Items from a data source:
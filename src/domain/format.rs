//! Fixed-locale price formatting.
//!
//! Output always uses `,` for thousands and `.` for the decimal point.
//! Localized formatting is out of scope.

use rust_decimal::{Decimal, RoundingStrategy};

/// Render a value with one decimal place and thousands separators.
///
/// `1234.5` renders as `"1,234.5"`, `0` as `"0.0"`.
pub fn format_price(value: Decimal) -> String {
    let rounded = value.round_dp_with_strategy(1, RoundingStrategy::MidpointAwayFromZero);
    let fixed = format!("{:.1}", rounded.abs());
    let (int_part, frac_part) = fixed.split_once('.').unwrap_or((fixed.as_str(), "0"));

    let mut grouped = String::with_capacity(int_part.len() + int_part.len() / 3);
    for (i, ch) in int_part.chars().enumerate() {
        if i > 0 && (int_part.len() - i) % 3 == 0 {
            grouped.push(',');
        }
        grouped.push(ch);
    }

    let sign = if rounded.is_sign_negative() && !rounded.is_zero() {
        "-"
    } else {
        ""
    };
    format!("{sign}{grouped}.{frac_part}")
}
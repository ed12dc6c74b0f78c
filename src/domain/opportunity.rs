//! Opportunity type with builder pattern.
//!
//! An `Opportunity` is one profitable (product, vendor offer) pair under the
//! current pricing mode. `OpportunityBuilder` computes the derived profit
//! fields so they can never disagree with the inputs.

use rust_decimal::Decimal;
use serde::Serialize;
use std::fmt;

use super::catalog::VendorOffer;
use super::ids::ProductId;
use super::money::Price;
use super::profit::{daily_projected_profit, profit_margin, DAILY_UNIT_LIMIT};

/// Error returned when building an Opportunity fails.
#[derive(Debug, Clone, PartialEq, Eq)]
pub enum OpportunityBuildError {
    /// Product ID is required but was not provided.
    MissingProductId,
    /// Display price is required but was not provided.
    MissingDisplayPrice,
    /// Vendor offer is required but was not provided.
    MissingVendor,
    /// A derived profit figure fell outside the representable range.
    Overflow,
}

impl fmt::Display for OpportunityBuildError {
    fn fmt(&self, f: &mut fmt::Formatter<'_>) -> fmt::Result {
        match self {
            Self::MissingProductId => write!(f, "product_id is required"),
            Self::MissingDisplayPrice => write!(f, "display_price is required"),
            Self::MissingVendor => write!(f, "vendor is required"),
            Self::Overflow => write!(f, "profit is out of range"),
        }
    }
}

impl std::error::Error for OpportunityBuildError {}

/// A ranked buy-from-NPC, sell-to-market trade.
///
/// Recomputed every cycle; never persisted.
#[derive(Debug, Clone, PartialEq, Serialize)]
pub struct Opportunity {
    product_id: ProductId,
    name: String,
    #[serde(skip_serializing_if = "Option::is_none")]
    image: Option<String>,
    display_price: Price,
    vendor_buy_price: Price,
    profit_margin: Price,
    daily_projected_profit: Price,
    vendor: VendorOffer,
}

impl Opportunity {
    /// Create a new builder for constructing an Opportunity.
    pub fn builder() -> OpportunityBuilder {
        OpportunityBuilder::new()
    }

    pub fn product_id(&self) -> &ProductId {
        &self.product_id
    }

    /// Display name, or the raw product id when the catalog has no metadata.
    pub fn name(&self) -> &str {
        &self.name
    }

    /// Image path under the asset root, if known.
    pub fn image(&self) -> Option<&str> {
        self.image.as_deref()
    }

    /// Market price under the mode the opportunity was computed for.
    pub fn display_price(&self) -> Price {
        self.display_price
    }

    pub fn vendor_buy_price(&self) -> Price {
        self.vendor_buy_price
    }

    pub fn profit_margin(&self) -> Price {
        self.profit_margin
    }

    pub fn daily_projected_profit(&self) -> Price {
        self.daily_projected_profit
    }

    pub fn vendor(&self) -> &VendorOffer {
        &self.vendor
    }
}

/// Builder for constructing `Opportunity` instances.
///
/// # Example
///
/// ```ignore
/// let opportunity = Opportunity::builder()
///     .product_id(ProductId::from("WHEAT"))
///     .name("Wheat")
///     .display_price(dec!(10))
///     .vendor(VendorOffer::new("Farm Merchant", dec!(5)))
///     .build()?;
/// ```
#[derive(Debug)]
pub struct OpportunityBuilder {
    product_id: Option<ProductId>,
    name: Option<String>,
    image: Option<String>,
    display_price: Option<Price>,
    vendor: Option<VendorOffer>,
    fee: Price,
    daily_limit: u32,
}

impl Default for OpportunityBuilder {
    fn default() -> Self {
        Self {
            product_id: None,
            name: None,
            image: None,
            display_price: None,
            vendor: None,
            fee: Decimal::ZERO,
            daily_limit: DAILY_UNIT_LIMIT,
        }
    }
}

impl OpportunityBuilder {
    /// Create a new empty builder.
    pub fn new() -> Self {
        Self::default()
    }

    pub fn product_id(mut self, product_id: ProductId) -> Self {
        self.product_id = Some(product_id);
        self
    }

    pub fn name(mut self, name: impl Into<String>) -> Self {
        self.name = Some(name.into());
        self
    }

    pub fn image(mut self, image: Option<String>) -> Self {
        self.image = image;
        self
    }

    pub fn display_price(mut self, price: Price) -> Self {
        self.display_price = Some(price);
        self
    }

    pub fn vendor(mut self, vendor: VendorOffer) -> Self {
        self.vendor = Some(vendor);
        self
    }

    /// Fixed per-unit fee subtracted from the margin.
    pub fn fee(mut self, fee: Price) -> Self {
        self.fee = fee;
        self
    }

    /// Units per day used for the daily projection.
    pub fn daily_limit(mut self, daily_limit: u32) -> Self {
        self.daily_limit = daily_limit;
        self
    }

    /// Build the Opportunity, calculating derived fields.
    ///
    /// # Errors
    ///
    /// Returns `OpportunityBuildError` if any required field is missing or
    /// the derived profit does not fit in a `Decimal`.
    pub fn build(self) -> Result<Opportunity, OpportunityBuildError> {
        let product_id = self
            .product_id
            .ok_or(OpportunityBuildError::MissingProductId)?;
        let display_price = self
            .display_price
            .ok_or(OpportunityBuildError::MissingDisplayPrice)?;
        let vendor = self.vendor.ok_or(OpportunityBuildError::MissingVendor)?;
        let name = self.name.unwrap_or_else(|| product_id.to_string());

        let vendor_buy_price = vendor.buy_price;
        let margin = profit_margin(Some(display_price), Some(vendor_buy_price), self.fee)
            .ok_or(OpportunityBuildError::Overflow)?;
        let daily = daily_projected_profit(Some(margin), self.daily_limit)
            .ok_or(OpportunityBuildError::Overflow)?;

        Ok(Opportunity {
            product_id,
            name,
            image: self.image,
            display_price,
            vendor_buy_price,
            profit_margin: margin,
            daily_projected_profit: daily,
            vendor,
        })
    }
}
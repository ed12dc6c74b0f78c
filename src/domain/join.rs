//! Joining the market snapshot with vendor offers.

use std::collections::HashMap;

use super::catalog::{VendorOffer, VendorOffers};
use super::ids::ProductId;
use super::market::{MarketSnapshot, MarketSummary};

/// One (product, market summary, vendor offer) candidate.
#[derive(Debug, Clone, Copy, PartialEq, Eq)]
pub struct JoinRow<'a> {
    pub product_id: &'a ProductId,
    pub summary: &'a MarketSummary,
    pub offer: &'a VendorOffer,
}

/// Pair every market product with each of its vendor offers.
///
/// Products without a vendor offer are skipped. A product with N offers
/// yields N rows, in market order then catalog order.
pub fn join<'a>(
    market: &'a MarketSnapshot,
    vendors: &'a HashMap<ProductId, VendorOffers>,
) -> Vec<JoinRow<'a>> {
    market
        .iter()
        .filter_map(|(product_id, summary)| {
            vendors
                .get(product_id)
                .map(|offers| (product_id, summary, offers.as_slice()))
        })
        .flat_map(|(product_id, summary, offers)| {
            offers.iter().map(move |offer| JoinRow {
                product_id,
                summary,
                offer,
            })
        })
        .collect()
}
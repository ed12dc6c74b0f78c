//! Application layer - configuration, the dashboard and its event loop.

mod command;
mod config;
mod dashboard;
mod orchestrator;
mod sequencer;

pub use command::Command;
pub use config::{CatalogConfig, Config, DashboardConfig, LoggingConfig, MarketConfig};
pub use dashboard::{
    CycleData, Dashboard, ModeSwitch, PendingRefresh, RefreshOutcome, Sources, CATALOG_ERROR,
    MARKET_ERROR,
};
pub use orchestrator::{build_sources, App};
pub use sequencer::{RequestSequencer, Ticket};
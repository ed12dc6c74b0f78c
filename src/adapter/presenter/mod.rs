//! Presentation adapters.
//!
//! Implements the `port::Presenter` trait for a human terminal view and for
//! machine-readable JSON lines.

mod json;
mod terminal;

pub use json::JsonPresenter;
pub use terminal::TerminalPresenter;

What you should do: Check each line in the entries above for the string "MissingProductId", then give the number of matching lines alone.

Problem solution: 3